:: Problem description ::
Give again the lines of the data from its first line through the line with "fn from(uid: &str)". Change nothing.

:: Information ::
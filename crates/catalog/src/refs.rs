//! Loosely-typed entity references.
//!
//! Create operations accept a reference to a related entity as an id, a
//! unique name, or an already-loaded value. The manager resolves each
//! reference to a concrete entity before staging anything; an unresolvable
//! reference fails with `CatalogError::Reference` and leaves the unit of
//! work untouched.

use crate::entities::File;

/// Reference to an entity by id, by unique name, or by value.
#[derive(Debug, Clone, PartialEq)]
pub enum EntityRef<T> {
    Id(i32),
    Name(String),
    Value(T),
}

impl<T> EntityRef<T> {
    pub fn id(id: i32) -> Self {
        EntityRef::Id(id)
    }

    pub fn name(name: impl Into<String>) -> Self {
        EntityRef::Name(name.into())
    }

    pub fn value(value: T) -> Self {
        EntityRef::Value(value)
    }
}

impl<T> From<i32> for EntityRef<T> {
    fn from(id: i32) -> Self {
        EntityRef::Id(id)
    }
}

impl<T> From<&str> for EntityRef<T> {
    fn from(name: &str) -> Self {
        EntityRef::Name(name.to_string())
    }
}

impl<T> From<String> for EntityRef<T> {
    fn from(name: String) -> Self {
        EntityRef::Name(name)
    }
}

/// Reference to a file by uid or by value. Files are keyed by a string uid,
/// so they get their own reference type.
#[derive(Debug, Clone, PartialEq)]
pub enum FileRef {
    Uid(String),
    Value(File),
}

impl FileRef {
    pub fn uid(uid: impl Into<String>) -> Self {
        FileRef::Uid(uid.into())
    }

    pub fn value(file: File) -> Self {
        FileRef::Value(file)
    }
}

impl From<&str> for FileRef {
    fn from(uid: &str) -> Self {
        FileRef::Uid(uid.to_string())
    }
}

impl From<String> for FileRef {
    fn from(uid: String) -> Self {
        FileRef::Uid(uid)
    }
}

impl From<File> for FileRef {
    fn from(file: File) -> Self {
        FileRef::Value(file)
    }
}

#[cfg(test)]
mod tests {
    use super::*;
    use crate::entities::FileType;
    use chrono::Utc;

    #[test]
    fn test_entity_ref_from_id() {
        let r: EntityRef<FileType> = 7.into();
        assert_eq!(r, EntityRef::Id(7));
    }

    #[test]
    fn test_entity_ref_from_name() {
        let r: EntityRef<FileType> = "swath".into();
        assert_eq!(r, EntityRef::Name("swath".to_string()));
    }

    #[test]
    fn test_entity_ref_by_value() {
        let ft = FileType {
            file_type_id: 1,
            file_type_name: "swath".to_string(),
            description: "polar swath".to_string(),
        };
        let r = EntityRef::value(ft.clone());
        assert_eq!(r, EntityRef::Value(ft));
    }

    #[test]
    fn test_file_ref_from_uid() {
        let r: FileRef = "F001".into();
        assert_eq!(r, FileRef::Uid("F001".to_string()));
    }

    #[test]
    fn test_file_ref_from_value() {
        let file = File {
            uid: "F001".to_string(),
            file_type_id: 1,
            file_format_id: 1,
            is_archived: false,
            created_at: Utc::now(),
        };
        let r: FileRef = file.clone().into();
        assert_eq!(r, FileRef::Value(file));
    }
}
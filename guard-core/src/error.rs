//! Error types for the guarded ledger
//!
//! Integrity failures are deliberately absent from this taxonomy: a failed
//! verification is a boolean outcome plus a state transition, never an error.

use thiserror::Error;

/// Result type for ledger operations
pub type Result<T> = std::result::Result<T, Error>;

/// Ledger errors
#[derive(Error, Debug)]
pub enum Error {
    /// Transport failure (non-success HTTP status, connection error)
    #[error("Transport error: {0}")]
    Transport(String),

    /// Malformed external record (unparseable line or JSON body)
    #[error("Malformed record: {0}")]
    Malformed(String),

    /// Invalid hex input (odd length, non-hex digit)
    #[error("Invalid hex input: {0}")]
    InvalidHex(String),

    /// Unknown hash algorithm name
    #[error("Unknown hash algorithm: {0}")]
    UnknownAlgorithm(String),

    /// Configuration error
    #[error("Configuration error: {0}")]
    Config(String),

    /// Serialization error
    #[error("Serialization error: {0}")]
    Serialization(#[from] bincode::Error),

    /// JSON error
    #[error("JSON error: {0}")]
    Json(#[from] serde_json::Error),

    /// IO error
    #[error("IO error: {0}")]
    Io(#[from] std::io::Error),
}
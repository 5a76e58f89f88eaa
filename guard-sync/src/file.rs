//! File-backed synchronizer
//!
//! External store: an append-only, newline-delimited UTF-8 file with one
//! JSON record per transaction (`{"timestamp":..,"content":..}`). Writes
//! flush immediately — durability over batching. Reads serve from an
//! in-memory cache that is re-scanned only when the file's modified time
//! has advanced past the last-seen value.

use async_trait::async_trait;
use chrono::Utc;
use guard_core::{Content, Error, Result, Synchronizer, Transaction};
use std::fs::{File, OpenOptions};
use std::io::{BufRead, BufReader, Write};
use std::path::{Path, PathBuf};
use std::time::SystemTime;
use tokio::sync::Mutex;
use tracing::debug;

/// Append-only record-file synchronizer
pub struct FileSynchronizer<T: Content> {
    path: PathBuf,
    cache: Mutex<FileCache<T>>,
}

/// Previously-read records plus the file state they were read at
struct FileCache<T> {
    records: Vec<Transaction<T>>,
    last_modified: Option<SystemTime>,
}

impl<T: Content> FileSynchronizer<T> {
    /// Create a synchronizer over the given record file
    ///
    /// Parent directories are created; the file itself is created lazily on
    /// first write. A missing file reads as an empty store.
    pub fn new(path: impl AsRef<Path>) -> Result<Self> {
        let path = path.as_ref().to_path_buf();
        if let Some(parent) = path.parent() {
            if !parent.as_os_str().is_empty() {
                std::fs::create_dir_all(parent)?;
            }
        }

        Ok(Self {
            path,
            cache: Mutex::new(FileCache {
                records: Vec::new(),
                last_modified: None,
            }),
        })
    }

    /// Record file path
    pub fn path(&self) -> &Path {
        &self.path
    }

    /// Re-scan the file into the cache if its modified time advanced
    fn refresh(&self, cache: &mut FileCache<T>) -> Result<()> {
        let metadata = match std::fs::metadata(&self.path) {
            Ok(metadata) => metadata,
            Err(err) if err.kind() == std::io::ErrorKind::NotFound => {
                cache.records.clear();
                cache.last_modified = None;
                return Ok(());
            }
            Err(err) => return Err(err.into()),
        };

        let modified = metadata.modified()?;
        if let Some(last_seen) = cache.last_modified {
            if modified <= last_seen {
                return Ok(());
            }
        }

        let file = File::open(&self.path)?;
        let reader = BufReader::new(file);

        let mut records = Vec::new();
        for (index, line) in reader.lines().enumerate() {
            let line = line?;
            if line.trim().is_empty() {
                continue;
            }
            let record: Transaction<T> = serde_json::from_str(&line).map_err(|e| {
                Error::Malformed(format!("record at line {}: {}", index + 1, e))
            })?;
            records.push(record);
        }

        debug!(path = %self.path.display(), records = records.len(), "rescanned record file");
        cache.records = records;
        cache.last_modified = Some(modified);
        Ok(())
    }

    /// Append one record, store-stamped, flushed immediately
    ///
    /// The assigned timestamp is strictly greater than the last record's,
    /// so write order and timestamp order always agree even for
    /// back-to-back writes within one millisecond.
    fn append_record(
        &self,
        cache: &mut FileCache<T>,
        file: &mut File,
        content: T,
    ) -> Result<Transaction<T>> {
        let last = cache.records.last().map(|r| r.timestamp()).unwrap_or(0);
        let timestamp = Utc::now().timestamp_millis().max(last + 1);
        let stored = Transaction::new(timestamp, content);

        let mut line = serde_json::to_string(&stored)?;
        line.push('\n');
        file.write_all(line.as_bytes())?;
        file.flush()?;

        cache.records.push(stored.clone());
        Ok(stored)
    }

    fn open_append(&self) -> Result<File> {
        Ok(OpenOptions::new()
            .create(true)
            .append(true)
            .open(&self.path)?)
    }
}

#[async_trait]
impl<T: Content> Synchronizer<T> for FileSynchronizer<T> {
    async fn read(&self, since_timestamp: i64) -> Result<Vec<Transaction<T>>> {
        let mut cache = self.cache.lock().await;
        self.refresh(&mut cache)?;

        // Records are monotonically increasing by write order: scan from the
        // end backward and stop at the first record at or older than the
        // cutoff.
        let mut newer = Vec::new();
        for record in cache.records.iter().rev() {
            if record.timestamp() <= since_timestamp {
                break;
            }
            newer.push(record.clone());
        }
        newer.reverse();
        Ok(newer)
    }

    async fn write(&self, transaction: &Transaction<T>) -> Result<Transaction<T>> {
        let mut cache = self.cache.lock().await;
        self.refresh(&mut cache)?;

        let mut file = self.open_append()?;
        let stored = self.append_record(&mut cache, &mut file, transaction.content().clone())?;
        cache.last_modified = Some(std::fs::metadata(&self.path)?.modified()?);
        Ok(stored)
    }

    async fn write_batch(&self, transactions: &[Transaction<T>]) -> Result<Vec<Transaction<T>>> {
        if transactions.is_empty() {
            return Ok(Vec::new());
        }

        let mut cache = self.cache.lock().await;
        self.refresh(&mut cache)?;

        let mut file = self.open_append()?;
        let mut stored = Vec::with_capacity(transactions.len());
        for transaction in transactions {
            stored.push(self.append_record(&mut cache, &mut file, transaction.content().clone())?);
        }
        cache.last_modified = Some(std::fs::metadata(&self.path)?.modified()?);
        Ok(stored)
    }

    fn name(&self) -> &str {
        "file"
    }
}

impl<T: Content> std::fmt::Debug for FileSynchronizer<T> {
    fn fmt(&self, f: &mut std::fmt::Formatter<'_>) -> std::fmt::Result {
        f.debug_struct("FileSynchronizer")
            .field("path", &self.path)
            .finish()
    }
}
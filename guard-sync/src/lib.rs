//! GuardChain Synchronizer Backends
//!
//! Pull-based reconciliation of a guarded ledger against an external source
//! of truth:
//!
//! - [`FileSynchronizer`]: an append-only newline-delimited JSON record
//!   file, with an mtime-aware in-memory cache
//! - [`WebSynchronizer`]: a pair of HTTP endpoints speaking JSON arrays
//!
//! Both backends assign the authoritative timestamp at the store, never at
//! the client, and both treat transport problems and malformed records as
//! hard errors — integrity semantics stay entirely inside `guard-core`.

#![forbid(unsafe_code)]
#![warn(missing_docs, rust_2018_idioms, unused_qualifications)]

pub mod file;
pub mod web;

pub use file::FileSynchronizer;
pub use web::WebSynchronizer;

:: Reply to the task ::
filename crates/catalog/src/refs.rs
//! Loosely-typed entity references.
//!
//! Create operations accept a reference to a related entity as an id, a
//! unique name, or an already-loaded value. The manager resolves each
//! reference to a concrete entity before staging anything; an unresolvable
//! reference fails with `CatalogError::Reference` and leaves the unit of
//! work untouched.

use crate::entities::File;

/// Reference to an entity by id, by unique name, or by value.
#[derive(Debug, Clone, PartialEq)]
pub enum EntityRef<T> {
    Id(i32),
    Name(String),
    Value(T),
}

impl<T> EntityRef<T> {
    pub fn id(id: i32) -> Self {
        EntityRef::Id(id)
    }

    pub fn name(name: impl Into<String>) -> Self {
        EntityRef::Name(name.into())
    }

    pub fn value(value: T) -> Self {
        EntityRef::Value(value)
    }
}

impl<T> From<i32> for EntityRef<T> {
    fn from(id: i32) -> Self {
        EntityRef::Id(id)
    }
}

impl<T> From<&str> for EntityRef<T> {
    fn from(name: &str) -> Self {
        EntityRef::Name(name.to_string())
    }
}

impl<T> From<String> for EntityRef<T> {
    fn from(name: String) -> Self {
        EntityRef::Name(name)
    }
}

/// Reference to a file by uid or by value. Files are keyed by a string uid,
/// so they get their own reference type.
#[derive(Debug, Clone, PartialEq)]
pub enum FileRef {
    Uid(String),
    Value(File),
}

impl FileRef {
    pub fn uid(uid: impl Into<String>) -> Self {
        FileRef::Uid(uid.into())
    }

    pub fn value(file: File) -> Self {
        FileRef::Value(file)
    }
}

impl From<&str> for FileRef {
    fn from(uid: &str) -> Self {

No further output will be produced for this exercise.